Study Explains Why Children Develop Less Severe COVID-19 Infection
Since children encounter pathogens more often, their innate immune system is quicker and stronger.
A new study, published in the journal Science Translational Medicine, provides an explanation for why children develop less severe coronavirus infections as compared to adults.
According to a New York Times report, the study suggests that since children encounter pathogens more often, their innate immune system is quicker and stronger.
Over time, the immune system contracts a variety of pathogens and retains a memory of those encounters. By the time the body reaches adulthood, the immune system has developed a more specialised system of fighting pathogens, that is based on the memory of specific previous encounters.

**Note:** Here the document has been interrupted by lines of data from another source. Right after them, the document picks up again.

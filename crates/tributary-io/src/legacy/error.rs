// Copyright 2025 eraflo
//
// Licensed under the Apache License, Version 2.0 (the "License");
// you may not use this file except in compliance with the License.
// You may obtain a copy of the License at
//
//     http://www.apache.org/licenses/LICENSE-2.0
//
// Unless required by applicable law or agreed to in writing, software
// distributed under the License is distributed on an "AS IS" BASIS,
// WITHOUT WARRANTIES OR CONDITIONS OF ANY KIND, either express or implied.
// See the License for the specific language governing permissions and
// limitations under the License.


//! Errors of the legacy codec.

use thiserror::Error;
use tributary_data::{DataError, DataObjectType};

/// A failure while encoding or decoding the legacy format.
#[derive(Debug, Clone, PartialEq, Error)]
pub enum LegacyFormatError {
    /// The first line is not a legacy header.
    #[error("not a legacy data file: first line is {0:?}")]
    BadHeader(String),
    /// Only ASCII files are supported.
    #[error("unsupported file encoding {0:?}, expected ASCII")]
    UnsupportedEncoding(String),
    /// The text ended in the middle of an object.
    #[error("unexpected end of file, expected {0}")]
    UnexpectedEof(&'static str),
    /// A line did not start with the keyword the grammar requires.
    #[error("line {line}: expected {expected}, found {found:?}")]
    Expected {
        /// 1-based line number.
        line: usize,
        /// What the grammar requires.
        expected: &'static str,
        /// The offending line.
        found: String,
    },
    /// A token could not be parsed as a number.
    #[error("line {line}: invalid number {token:?}")]
    InvalidNumber {
        /// 1-based line number.
        line: usize,
        /// The offending token.
        token: String,
    },
    /// The `DATASET` keyword is unknown.
    #[error("line {line}: unknown dataset kind {kind:?}")]
    UnknownDataset {
        /// 1-based line number.
        line: usize,
        /// The keyword.
        kind: String,
    },
    /// A `CHILD` line announced a type that does not match what follows.
    #[error("line {line}: child announced as {announced}, found {found}")]
    ChildTypeMismatch {
        /// 1-based line number.
        line: usize,
        /// Type id on the `CHILD` line.
        announced: i32,
        /// Type found in the nested object.
        found: DataObjectType,
    },
    /// An array element type is unknown.
    #[error("line {line}: unknown array type {name:?}")]
    UnknownArrayType {
        /// 1-based line number.
        line: usize,
        /// The type name.
        name: String,
    },
    /// The object cannot be written in this format.
    #[error("{0} objects cannot be written in the legacy composite format")]
    Unsupported(DataObjectType),
    /// The decoded object is invalid.
    #[error(transparent)]
    Data(#[from] DataError),
}
// Copyright 2025 eraflo
//
// Licensed under the Apache License, Version 2.0 (the "License");
// you may not use this file except in compliance with the License.
// You may obtain a copy of the License at
//
//     http://www.apache.org/licenses/LICENSE-2.0
//
// Unless required by applicable law or agreed to in writing, software
// distributed under the License is distributed on an "AS IS" BASIS,
// WITHOUT WARRANTIES OR CONDITIONS OF ANY KIND, either express or implied.
// See the License for the specific language governing permissions and
// limitations under the License.


//! Filters over structured image data.

mod extract_extent;
mod scale;

pub use self::extract_extent::ExtractExtent;
pub use self::scale::ScaleFilter;
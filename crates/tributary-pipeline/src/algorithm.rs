// Copyright 2025 eraflo
//
// Licensed under the Apache License, Version 2.0 (the "License");
// you may not use this file except in compliance with the License.
// You may obtain a copy of the License at
//
//     http://www.apache.org/licenses/LICENSE-2.0
//
// Unless required by applicable law or agreed to in writing, software
// distributed under the License is distributed on an "AS IS" BASIS,
// WITHOUT WARRANTIES OR CONDITIONS OF ANY KIND, either express or implied.
// See the License for the specific language governing permissions and
// limitations under the License.

//! # Algorithm Contract
//!
//! The trait every pipeline stage implements.
//!
//! The executive drives an algorithm through five passes, each delivered as a
//! [`Request`] to [`Algorithm::process_request`], which dispatches to one
//! named hook per [`RequestKind`]. Every hook has a default, so a simple
//! filter only implements [`Algorithm::request_data`].
//!
//! Hooks receive the port information directly: `inputs` holds one
//! [`InformationVector`] per input port with one map per connection,
//! `outputs` one map per output port. Data objects live in those maps under
//! [`DATA_OBJECT`](tributary_data::keys::DATA_OBJECT); the [`PortData`]
//! helpers read and write them.
//!
//! ## Usage
//!
//! ```rust,ignore
//! use tributary_pipeline::{Algorithm, AlgorithmError, PortData, Request};
//!
//! struct Passthrough { mtime: ModifiedTime }
//!
//! impl Algorithm for Passthrough {
//!     fn name(&self) -> &str { "Passthrough" }
//!     fn modified_time(&self) -> TimeStamp { self.mtime.get() }
//!
//!     fn request_data(
//!         &mut self,
//!         _request: &Request,
//!         inputs: &[InformationVector],
//!         outputs: &mut InformationVector,
//!     ) -> Result<(), AlgorithmError> {
//!         let input = inputs[0].data(0).ok_or_else(|| AlgorithmError::bad_input(0, "no data"))?;
//!         outputs.set_data(0, input.shallow_copied());
//!         Ok(())
//!     }
//!
//!     fn as_any(&self) -> &dyn std::any::Any { self }
//!     fn as_any_mut(&mut self) -> &mut dyn std::any::Any { self }
//! }
//! ```
//!
//! [`PortData`]: crate::PortData

use crate::error::AlgorithmError;
use crate::port::{InputPortInfo, OutputPortInfo};
use crate::request::{Request, RequestKind};
use std::any::Any;
use tributary_core::{InformationVector, TimeStamp};

/// A pipeline stage.
pub trait Algorithm: Send + 'static {
    /// Human-readable name, used in logs and events.
    fn name(&self) -> &str;

    /// Number of input ports. Fixed for the lifetime of the algorithm.
    fn number_of_input_ports(&self) -> usize {
        1
    }

    /// Number of output ports. Fixed for the lifetime of the algorithm.
    fn number_of_output_ports(&self) -> usize {
        1
    }

    /// Declares what input `port` accepts.
    fn fill_input_port_information(&self, _port: usize) -> InputPortInfo {
        InputPortInfo::default()
    }

    /// Declares what output `port` produces.
    fn fill_output_port_information(&self, _port: usize) -> OutputPortInfo {
        OutputPortInfo::default()
    }

    /// Time of the last parameter change.
    fn modified_time(&self) -> TimeStamp;

    /// Whether the algorithm always needs the whole extent of its inputs,
    /// whatever was requested downstream.
    fn requires_whole_extent(&self) -> bool {
        false
    }

    /// Creates output objects when their type cannot be declared up front.
    /// Outputs left without an object of the declared type are allocated by
    /// the executive afterwards.
    fn request_data_object(
        &mut self,
        _request: &Request,
        _inputs: &[InformationVector],
        _outputs: &mut InformationVector,
    ) -> Result<(), AlgorithmError> {
        Ok(())
    }

    /// Publishes meta-data on the outputs. Downstream-propagating entries of
    /// the first input are already copied when this runs.
    fn request_information(
        &mut self,
        _request: &Request,
        _inputs: &[InformationVector],
        _outputs: &mut InformationVector,
    ) -> Result<(), AlgorithmError> {
        Ok(())
    }

    /// Narrows the output time request into input requests. The output
    /// request is already copied to every input when this runs.
    fn request_update_time(
        &mut self,
        _request: &Request,
        _inputs: &mut [InformationVector],
        _outputs: &InformationVector,
    ) -> Result<(), AlgorithmError> {
        Ok(())
    }

    /// Narrows the output extent or piece request into input requests. The
    /// output request is already copied to every input when this runs.
    fn request_update_extent(
        &mut self,
        _request: &Request,
        _inputs: &mut [InformationVector],
        _outputs: &InformationVector,
    ) -> Result<(), AlgorithmError> {
        Ok(())
    }

    /// Fills the outputs. The output maps hold fresh, empty objects of the
    /// right types; replacing them is allowed.
    fn request_data(
        &mut self,
        request: &Request,
        inputs: &[InformationVector],
        outputs: &mut InformationVector,
    ) -> Result<(), AlgorithmError>;

    /// Entry point used by the executive.
    fn process_request(
        &mut self,
        request: &Request,
        inputs: &mut [InformationVector],
        outputs: &mut InformationVector,
    ) -> Result<(), AlgorithmError> {
        match request.kind() {
            RequestKind::DataObject => self.request_data_object(request, inputs, outputs),
            RequestKind::Information => self.request_information(request, inputs, outputs),
            RequestKind::UpdateTime => self.request_update_time(request, inputs, outputs),
            RequestKind::UpdateExtent => self.request_update_extent(request, inputs, outputs),
            RequestKind::Data => self.request_data(request, inputs, outputs),
        }
    }

    /// Returns a reference to the concrete type as `Any`.
    fn as_any(&self) -> &dyn Any;

    /// Returns a mutable reference to the concrete type as `Any`.
    fn as_any_mut(&mut self) -> &mut dyn Any;
}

The innate system fades as one grows older and in adults, the immune system is much more muted.
In the time it takes for an adult body to get the specialized adaptive system up and running, the virus has had time to do harm, suggests Dr Betsy Herold, Pediatric Infectious Disease Expert at Albert Einstein College of Medicine.

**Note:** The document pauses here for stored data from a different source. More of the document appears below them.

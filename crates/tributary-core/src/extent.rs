// Copyright 2025 eraflo
//
// Licensed under the Apache License, Version 2.0 (the "License");
// you may not use this file except in compliance with the License.
// You may obtain a copy of the License at
//
//     http://www.apache.org/licenses/LICENSE-2.0
//
// Unless required by applicable law or agreed to in writing, software
// distributed under the License is distributed on an "AS IS" BASIS,
// WITHOUT WARRANTIES OR CONDITIONS OF ANY KIND, either express or implied.
// See the License for the specific language governing permissions and
// limitations under the License.


//! Integer index-space extents and floating-point bounds.
//!
//! An [`Extent`] is an inclusive node range `[x0, x1, y0, y1, z0, z1]` on a
//! structured lattice. An axis with `lo == hi` is degenerate (a 2D or 1D
//! dataset) and is left untouched by growing, refining and coarsening.

use serde::{Deserialize, Serialize};
use std::fmt;

/// An inclusive structured node extent `[x0, x1, y0, y1, z0, z1]`.
#[derive(Debug, Clone, Copy, PartialEq, Eq, Hash, Serialize, Deserialize)]
pub struct Extent(pub [i32; 6]);

impl Extent {
    /// The canonical empty extent.
    pub const EMPTY: Self = Self([0, -1, 0, -1, 0, -1]);

    /// Creates an extent from its six bounds.
    pub const fn new(x0: i32, x1: i32, y0: i32, y1: i32, z0: i32, z1: i32) -> Self {
        Self([x0, x1, y0, y1, z0, z1])
    }

    /// Builds the zero-based extent of a lattice with the given node dimensions.
    pub fn from_dimensions(dims: [i32; 3]) -> Self {
        Self([0, dims[0] - 1, 0, dims[1] - 1, 0, dims[2] - 1])
    }

    /// Lower bound on `axis`.
    #[inline]
    pub fn lo(&self, axis: usize) -> i32 {
        self.0[2 * axis]
    }

    /// Upper bound on `axis`.
    #[inline]
    pub fn hi(&self, axis: usize) -> i32 {
        self.0[2 * axis + 1]
    }

    /// Returns `true` if any axis has `hi < lo`.
    pub fn is_empty(&self) -> bool {
        (0..3).any(|a| self.hi(a) < self.lo(a))
    }

    /// Returns `true` if `axis` spans a single node.
    pub fn is_degenerate(&self, axis: usize) -> bool {
        self.lo(axis) == self.hi(axis)
    }

    /// Number of non-degenerate axes.
    pub fn dimensionality(&self) -> usize {
        (0..3).filter(|&a| self.hi(a) > self.lo(a)).count()
    }

    /// Node counts per axis (zero on an empty extent).
    pub fn dimensions(&self) -> [i32; 3] {
        if self.is_empty() {
            return [0, 0, 0];
        }
        [
            self.hi(0) - self.lo(0) + 1,
            self.hi(1) - self.lo(1) + 1,
            self.hi(2) - self.lo(2) + 1,
        ]
    }

    /// Cell counts per axis. A degenerate axis contributes one cell layer.
    pub fn cell_dimensions(&self) -> [i32; 3] {
        if self.is_empty() {
            return [0, 0, 0];
        }
        let d = self.dimensions();
        [(d[0] - 1).max(1), (d[1] - 1).max(1), (d[2] - 1).max(1)]
    }

    /// Inclusive cell index range covered by this node extent.
    pub fn cell_extent(&self) -> Extent {
        if self.is_empty() {
            return Self::EMPTY;
        }
        let mut out = self.0;
        for axis in 0..3 {
            if !self.is_degenerate(axis) {
                out[2 * axis + 1] -= 1;
            }
        }
        Extent(out)
    }

    /// Total number of nodes.
    pub fn number_of_points(&self) -> usize {
        let d = self.dimensions();
        d.iter().map(|&v| v.max(0) as usize).product()
    }

    /// Total number of cells.
    pub fn number_of_cells(&self) -> usize {
        let d = self.cell_dimensions();
        d.iter().map(|&v| v.max(0) as usize).product()
    }

    /// Returns `true` if node `(i, j, k)` lies inside the extent.
    pub fn contains_point(&self, ijk: [i32; 3]) -> bool {
        (0..3).all(|a| ijk[a] >= self.lo(a) && ijk[a] <= self.hi(a))
    }

    /// Returns `true` if `other` is completely inside this extent.
    pub fn contains(&self, other: &Extent) -> bool {
        if other.is_empty() {
            return true;
        }
        (0..3).all(|a| other.lo(a) >= self.lo(a) && other.hi(a) <= self.hi(a))
    }

    /// The common part of two extents, `None` if they do not touch.
    pub fn intersection(&self, other: &Extent) -> Option<Extent> {
        let mut out = [0; 6];
        for axis in 0..3 {
            out[2 * axis] = self.lo(axis).max(other.lo(axis));
            out[2 * axis + 1] = self.hi(axis).min(other.hi(axis));
        }
        let out = Extent(out);
        (!out.is_empty()).then_some(out)
    }

    /// The smallest extent containing both.
    pub fn union(&self, other: &Extent) -> Extent {
        if self.is_empty() {
            return *other;
        }
        if other.is_empty() {
            return *self;
        }
        let mut out = [0; 6];
        for axis in 0..3 {
            out[2 * axis] = self.lo(axis).min(other.lo(axis));
            out[2 * axis + 1] = self.hi(axis).max(other.hi(axis));
        }
        Extent(out)
    }

    /// Grows every non-degenerate axis by `n` nodes on both sides,
    /// saturating at the `i32` range.
    pub fn grow(&self, n: i32) -> Extent {
        let mut out = self.0;
        for axis in 0..3 {
            if !self.is_degenerate(axis) {
                out[2 * axis] = out[2 * axis].saturating_sub(n);
                out[2 * axis + 1] = out[2 * axis + 1].saturating_add(n);
            }
        }
        Extent(out)
    }

    /// Clamps this extent into `whole`.
    pub fn clip(&self, whole: &Extent) -> Extent {
        let mut out = self.0;
        for axis in 0..3 {
            out[2 * axis] = out[2 * axis].max(whole.lo(axis));
            out[2 * axis + 1] = out[2 * axis + 1].min(whole.hi(axis));
        }
        Extent(out)
    }

    /// Node extent one level finer for refinement ratio `ratio`.
    pub fn refine(&self, ratio: i32) -> Extent {
        let mut out = self.0;
        for axis in 0..3 {
            if !self.is_degenerate(axis) {
                out[2 * axis] *= ratio;
                out[2 * axis + 1] *= ratio;
            }
        }
        Extent(out)
    }

    /// Node extent one level coarser for refinement ratio `ratio`.
    ///
    /// The result covers every fine node: lower bounds round down, upper
    /// bounds round up.
    pub fn coarsen(&self, ratio: i32) -> Extent {
        let mut out = self.0;
        for axis in 0..3 {
            if !self.is_degenerate(axis) {
                out[2 * axis] = out[2 * axis].div_euclid(ratio);
                let hi = out[2 * axis + 1];
                out[2 * axis + 1] = hi.div_euclid(ratio) + i32::from(hi.rem_euclid(ratio) != 0);
            }
        }
        Extent(out)
    }

    /// Linear offset of node `(i, j, k)` in x-fastest order.
    pub fn point_offset(&self, ijk: [i32; 3]) -> usize {
        let d = self.dimensions();
        let i = (ijk[0] - self.lo(0)) as usize;
        let j = (ijk[1] - self.lo(1)) as usize;
        let k = (ijk[2] - self.lo(2)) as usize;
        i + d[0] as usize * (j + d[1] as usize * k)
    }

    /// Iterates all `(i, j, k)` nodes in x-fastest order.
    pub fn iter_points(&self) -> impl Iterator<Item = [i32; 3]> + '_ {
        let ext = *self;
        let empty = self.is_empty();
        (ext.lo(2)..=ext.hi(2))
            .flat_map(move |k| (ext.lo(1)..=ext.hi(1)).map(move |j| (j, k)))
            .flat_map(move |(j, k)| (ext.lo(0)..=ext.hi(0)).map(move |i| [i, j, k]))
            .filter(move |_| !empty)
    }
}

impl Default for Extent {
    fn default() -> Self {
        Self::EMPTY
    }
}

impl From<[i32; 6]> for Extent {
    fn from(value: [i32; 6]) -> Self {
        Self(value)
    }
}

impl fmt::Display for Extent {
    fn fmt(&self, f: &mut fmt::Formatter<'_>) -> fmt::Result {
        let e = &self.0;
        write!(
            f,
            "[{}, {}] x [{}, {}] x [{}, {}]",
            e[0], e[1], e[2], e[3], e[4], e[5]
        )
    }
}

/// Splits a whole extent into streaming pieces.
///
/// Pieces are produced by recursive bisection along the currently longest
/// axis. Neighbouring pieces share their boundary node layer.
#[derive(Debug, Clone, Copy, Default)]
pub struct ExtentTranslator;

impl ExtentTranslator {
    /// Returns the extent of `piece` out of `num_pieces`, grown by
    /// `ghost_levels` and clipped to `whole`.
    ///
    /// Pieces that cannot be carved out of a too-small extent are empty.
    pub fn piece_to_extent(
        whole: &Extent,
        piece: u32,
        num_pieces: u32,
        ghost_levels: u32,
    ) -> Extent {
        if whole.is_empty() || num_pieces == 0 || piece >= num_pieces {
            return Extent::EMPTY;
        }
        let mut ext = *whole;
        let mut piece = piece;
        let mut count = num_pieces;
        while count > 1 {
            let axis = (0..3)
                .max_by_key(|&a| (ext.hi(a) - ext.lo(a), std::cmp::Reverse(a)))
                .unwrap_or(0);
            let size = ext.hi(axis) - ext.lo(axis);
            if size < 1 {
                return if piece == 0 { ext } else { Extent::EMPTY };
            }
            let first = count / 2;
            let mid = ext.lo(axis) + (i64::from(size) * i64::from(first) / i64::from(count)) as i32;
            if piece < first {
                ext.0[2 * axis + 1] = mid;
                count = first;
            } else {
                ext.0[2 * axis] = mid;
                piece -= first;
                count -= first;
            }
        }
        if ghost_levels > 0 {
            ext = ext.grow(i32::try_from(ghost_levels).unwrap_or(i32::MAX)).clip(whole);
        }
        ext
    }
}

/// Axis-aligned floating-point bounds `[xmin, xmax, ymin, ymax, zmin, zmax]`.
#[derive(Debug, Clone, Copy, PartialEq, Serialize, Deserialize)]
pub struct Bounds(pub [f64; 6]);

impl Bounds {
    /// Bounds that contain nothing. Merging with `INVALID` yields the other operand.
    pub const INVALID: Self = Self([
        f64::INFINITY,
        f64::NEG_INFINITY,
        f64::INFINITY,
        f64::NEG_INFINITY,
        f64::INFINITY,
        f64::NEG_INFINITY,
    ]);

    /// Bounds of a structured extent placed at `origin` with `spacing`.
    pub fn from_extent(extent: &Extent, origin: [f64; 3], spacing: [f64; 3]) -> Self {
        if extent.is_empty() {
            return Self::INVALID;
        }
        let mut out = [0.0; 6];
        for axis in 0..3 {
            let a = origin[axis] + f64::from(extent.lo(axis)) * spacing[axis];
            let b = origin[axis] + f64::from(extent.hi(axis)) * spacing[axis];
            out[2 * axis] = a.min(b);
            out[2 * axis + 1] = a.max(b);
        }
        Self(out)
    }

    /// Returns `true` if min <= max on every axis.
    pub fn is_valid(&self) -> bool {
        (0..3).all(|a| self.0[2 * a] <= self.0[2 * a + 1])
    }

    /// Expands to include `point`.
    pub fn include_point(&mut self, point: [f64; 3]) {
        for axis in 0..3 {
            self.0[2 * axis] = self.0[2 * axis].min(point[axis]);
            self.0[2 * axis + 1] = self.0[2 * axis + 1].max(point[axis]);
        }
    }

    /// The smallest bounds containing both.
    pub fn merge(&self, other: &Bounds) -> Bounds {
        let mut out = [0.0; 6];
        for axis in 0..3 {
            out[2 * axis] = self.0[2 * axis].min(other.0[2 * axis]);
            out[2 * axis + 1] = self.0[2 * axis + 1].max(other.0[2 * axis + 1]);
        }
        Bounds(out)
    }

    /// Returns `true` if the two boxes share at least one point.
    pub fn intersects(&self, other: &Bounds) -> bool {
        self.is_valid()
            && other.is_valid()
            && (0..3).all(|a| {
                self.0[2 * a] <= other.0[2 * a + 1] && other.0[2 * a] <= self.0[2 * a + 1]
            })
    }

    /// Geometric centre.
    pub fn center(&self) -> [f64; 3] {
        [
            0.5 * (self.0[0] + self.0[1]),
            0.5 * (self.0[2] + self.0[3]),
            0.5 * (self.0[4] + self.0[5]),
        ]
    }
}

impl Default for Bounds {
    fn default() -> Self {
        Self::INVALID
    }
}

The study determined that children possessed higher levels of two particular immune molecules, interleukin 17A and interferon gamma, in their bloodstream. It was found that the molecule levels decreased progressively with age.
“We think that is protecting these younger children, particularly from severe respiratory disease, because that’s really the major difference between the adults and the kids.”Dr Betsy Herold, Pediatric Infectious Disease Expert at Albert Einstein College of Medicine
"The bottom line is, yes, children do respond differently immunologically to this virus, and it seems to be protecting the kids," Dr Herold told the New York Times.